INSTRUCTIONS TO FOLLOW | Restate, word for word, the lines from the opening line of the data through the line containing "the bound surface.", both included, and nothing else.

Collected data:
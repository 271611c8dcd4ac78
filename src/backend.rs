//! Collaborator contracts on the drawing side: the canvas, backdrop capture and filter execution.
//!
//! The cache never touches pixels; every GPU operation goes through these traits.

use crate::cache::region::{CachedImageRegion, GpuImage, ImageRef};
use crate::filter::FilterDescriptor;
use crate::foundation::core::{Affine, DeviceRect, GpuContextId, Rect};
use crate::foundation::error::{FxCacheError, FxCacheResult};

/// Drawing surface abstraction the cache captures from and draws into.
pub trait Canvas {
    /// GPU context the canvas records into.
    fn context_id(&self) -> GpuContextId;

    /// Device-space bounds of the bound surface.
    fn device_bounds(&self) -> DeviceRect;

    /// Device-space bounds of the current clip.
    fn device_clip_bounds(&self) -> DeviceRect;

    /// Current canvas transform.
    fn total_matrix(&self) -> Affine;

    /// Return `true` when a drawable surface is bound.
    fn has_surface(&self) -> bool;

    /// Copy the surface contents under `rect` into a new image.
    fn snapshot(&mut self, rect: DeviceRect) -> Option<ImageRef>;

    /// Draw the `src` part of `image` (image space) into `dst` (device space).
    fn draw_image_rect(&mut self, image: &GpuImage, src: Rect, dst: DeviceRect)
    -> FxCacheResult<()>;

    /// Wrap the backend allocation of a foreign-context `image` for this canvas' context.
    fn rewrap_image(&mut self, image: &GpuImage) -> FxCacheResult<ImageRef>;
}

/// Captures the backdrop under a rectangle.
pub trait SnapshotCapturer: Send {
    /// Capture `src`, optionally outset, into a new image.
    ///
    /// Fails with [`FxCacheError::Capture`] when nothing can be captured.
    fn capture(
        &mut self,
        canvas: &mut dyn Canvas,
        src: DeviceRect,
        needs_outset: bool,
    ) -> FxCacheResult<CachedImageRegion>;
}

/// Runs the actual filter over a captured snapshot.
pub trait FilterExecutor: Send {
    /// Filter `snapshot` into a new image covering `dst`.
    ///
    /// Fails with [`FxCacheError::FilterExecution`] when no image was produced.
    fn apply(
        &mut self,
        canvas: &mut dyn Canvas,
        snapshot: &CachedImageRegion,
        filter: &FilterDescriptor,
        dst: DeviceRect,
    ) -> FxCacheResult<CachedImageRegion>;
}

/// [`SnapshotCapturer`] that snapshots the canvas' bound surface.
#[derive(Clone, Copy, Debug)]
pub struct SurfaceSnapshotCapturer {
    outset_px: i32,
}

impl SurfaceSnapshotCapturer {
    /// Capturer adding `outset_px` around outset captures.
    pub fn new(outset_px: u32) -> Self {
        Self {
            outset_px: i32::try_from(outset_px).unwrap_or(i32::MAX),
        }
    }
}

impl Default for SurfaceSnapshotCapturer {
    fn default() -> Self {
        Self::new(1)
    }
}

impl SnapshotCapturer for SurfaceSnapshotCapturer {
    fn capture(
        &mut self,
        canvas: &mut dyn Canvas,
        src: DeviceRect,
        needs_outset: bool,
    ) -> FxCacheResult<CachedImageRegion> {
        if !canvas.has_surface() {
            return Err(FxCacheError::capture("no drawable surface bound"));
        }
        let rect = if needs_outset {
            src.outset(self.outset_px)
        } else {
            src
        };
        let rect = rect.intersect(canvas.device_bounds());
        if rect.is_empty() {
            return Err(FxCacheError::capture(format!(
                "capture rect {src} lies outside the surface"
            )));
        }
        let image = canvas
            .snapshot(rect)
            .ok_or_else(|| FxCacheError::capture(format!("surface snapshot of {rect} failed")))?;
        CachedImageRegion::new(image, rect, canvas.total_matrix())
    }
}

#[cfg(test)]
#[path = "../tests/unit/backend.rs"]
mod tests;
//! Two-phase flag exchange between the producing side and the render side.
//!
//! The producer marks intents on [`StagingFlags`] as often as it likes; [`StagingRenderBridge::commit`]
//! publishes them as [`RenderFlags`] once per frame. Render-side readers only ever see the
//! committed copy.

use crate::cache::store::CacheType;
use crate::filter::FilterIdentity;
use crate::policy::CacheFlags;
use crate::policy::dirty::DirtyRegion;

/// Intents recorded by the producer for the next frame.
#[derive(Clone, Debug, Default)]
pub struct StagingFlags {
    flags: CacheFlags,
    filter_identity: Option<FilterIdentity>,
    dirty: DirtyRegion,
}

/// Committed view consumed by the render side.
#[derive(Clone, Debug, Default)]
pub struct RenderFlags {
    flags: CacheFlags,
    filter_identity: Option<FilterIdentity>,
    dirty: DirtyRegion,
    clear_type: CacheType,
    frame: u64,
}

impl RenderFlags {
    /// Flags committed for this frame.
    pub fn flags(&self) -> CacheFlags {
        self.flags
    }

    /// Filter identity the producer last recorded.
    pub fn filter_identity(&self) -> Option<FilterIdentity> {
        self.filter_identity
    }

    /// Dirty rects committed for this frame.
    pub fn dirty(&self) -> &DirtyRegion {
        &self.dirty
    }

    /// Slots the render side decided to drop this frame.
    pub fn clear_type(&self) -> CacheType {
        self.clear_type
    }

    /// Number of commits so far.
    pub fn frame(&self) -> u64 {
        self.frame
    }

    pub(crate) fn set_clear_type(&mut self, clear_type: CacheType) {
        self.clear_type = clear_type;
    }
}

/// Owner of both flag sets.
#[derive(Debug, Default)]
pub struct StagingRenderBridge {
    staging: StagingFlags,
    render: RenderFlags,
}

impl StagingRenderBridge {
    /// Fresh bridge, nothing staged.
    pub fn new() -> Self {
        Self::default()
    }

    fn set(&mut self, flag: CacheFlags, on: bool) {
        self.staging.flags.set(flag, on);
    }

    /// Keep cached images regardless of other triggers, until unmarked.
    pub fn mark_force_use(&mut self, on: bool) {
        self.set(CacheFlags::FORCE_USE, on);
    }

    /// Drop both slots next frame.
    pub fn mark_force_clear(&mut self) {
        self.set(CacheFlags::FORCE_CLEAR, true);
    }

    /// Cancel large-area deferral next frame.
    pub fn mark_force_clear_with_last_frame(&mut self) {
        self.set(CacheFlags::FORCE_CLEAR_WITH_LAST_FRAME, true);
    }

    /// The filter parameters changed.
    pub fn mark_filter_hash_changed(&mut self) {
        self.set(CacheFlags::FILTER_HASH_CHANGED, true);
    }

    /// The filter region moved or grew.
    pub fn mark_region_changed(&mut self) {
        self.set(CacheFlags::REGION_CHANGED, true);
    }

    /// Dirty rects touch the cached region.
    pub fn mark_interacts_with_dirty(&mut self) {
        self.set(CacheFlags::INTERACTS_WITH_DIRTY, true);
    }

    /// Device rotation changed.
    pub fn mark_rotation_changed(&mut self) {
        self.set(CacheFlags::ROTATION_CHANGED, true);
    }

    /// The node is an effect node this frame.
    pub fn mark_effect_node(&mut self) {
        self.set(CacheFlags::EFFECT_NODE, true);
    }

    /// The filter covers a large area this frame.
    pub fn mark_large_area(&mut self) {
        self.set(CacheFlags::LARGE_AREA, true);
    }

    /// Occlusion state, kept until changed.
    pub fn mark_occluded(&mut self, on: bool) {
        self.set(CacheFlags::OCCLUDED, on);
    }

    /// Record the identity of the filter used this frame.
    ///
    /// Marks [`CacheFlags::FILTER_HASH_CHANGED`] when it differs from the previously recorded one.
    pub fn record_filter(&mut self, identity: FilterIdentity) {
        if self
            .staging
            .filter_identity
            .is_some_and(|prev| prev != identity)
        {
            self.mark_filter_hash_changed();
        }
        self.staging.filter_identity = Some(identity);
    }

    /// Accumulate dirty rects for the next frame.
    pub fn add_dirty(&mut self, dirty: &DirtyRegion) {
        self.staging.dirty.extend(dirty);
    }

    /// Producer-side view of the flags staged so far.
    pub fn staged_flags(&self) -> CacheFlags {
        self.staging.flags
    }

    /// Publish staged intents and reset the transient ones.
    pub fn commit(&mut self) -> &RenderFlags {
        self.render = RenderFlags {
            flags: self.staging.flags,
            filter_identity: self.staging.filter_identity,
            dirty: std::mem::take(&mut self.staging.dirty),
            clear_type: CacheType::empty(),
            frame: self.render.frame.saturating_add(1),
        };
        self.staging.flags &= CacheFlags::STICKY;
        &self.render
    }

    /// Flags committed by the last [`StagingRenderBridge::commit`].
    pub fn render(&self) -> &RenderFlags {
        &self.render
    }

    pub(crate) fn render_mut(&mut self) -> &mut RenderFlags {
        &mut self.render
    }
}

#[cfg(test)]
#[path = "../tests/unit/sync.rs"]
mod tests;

SOLUTION TO THIS EXERCISE |
repository 271611c8dcd4ac78
filename src/backend.rs
//! Collaborator contracts on the drawing side: the canvas, backdrop capture and filter execution.
//!
//! The cache never touches pixels; every GPU operation goes through these traits.

use crate::cache::region::{CachedImageRegion, GpuImage, ImageRef};
use crate::filter::FilterDescriptor;
use crate::foundation::core::{Affine, DeviceRect, GpuContextId, Rect};
use crate::foundation::error::{FxCacheError, FxCacheResult};

/// Drawing surface abstraction the cache captures from and draws into.
pub trait Canvas {
    /// GPU context the canvas records into.
    fn context_id(&self) -> GpuContextId;

    /// Device-space bounds of the bound surface.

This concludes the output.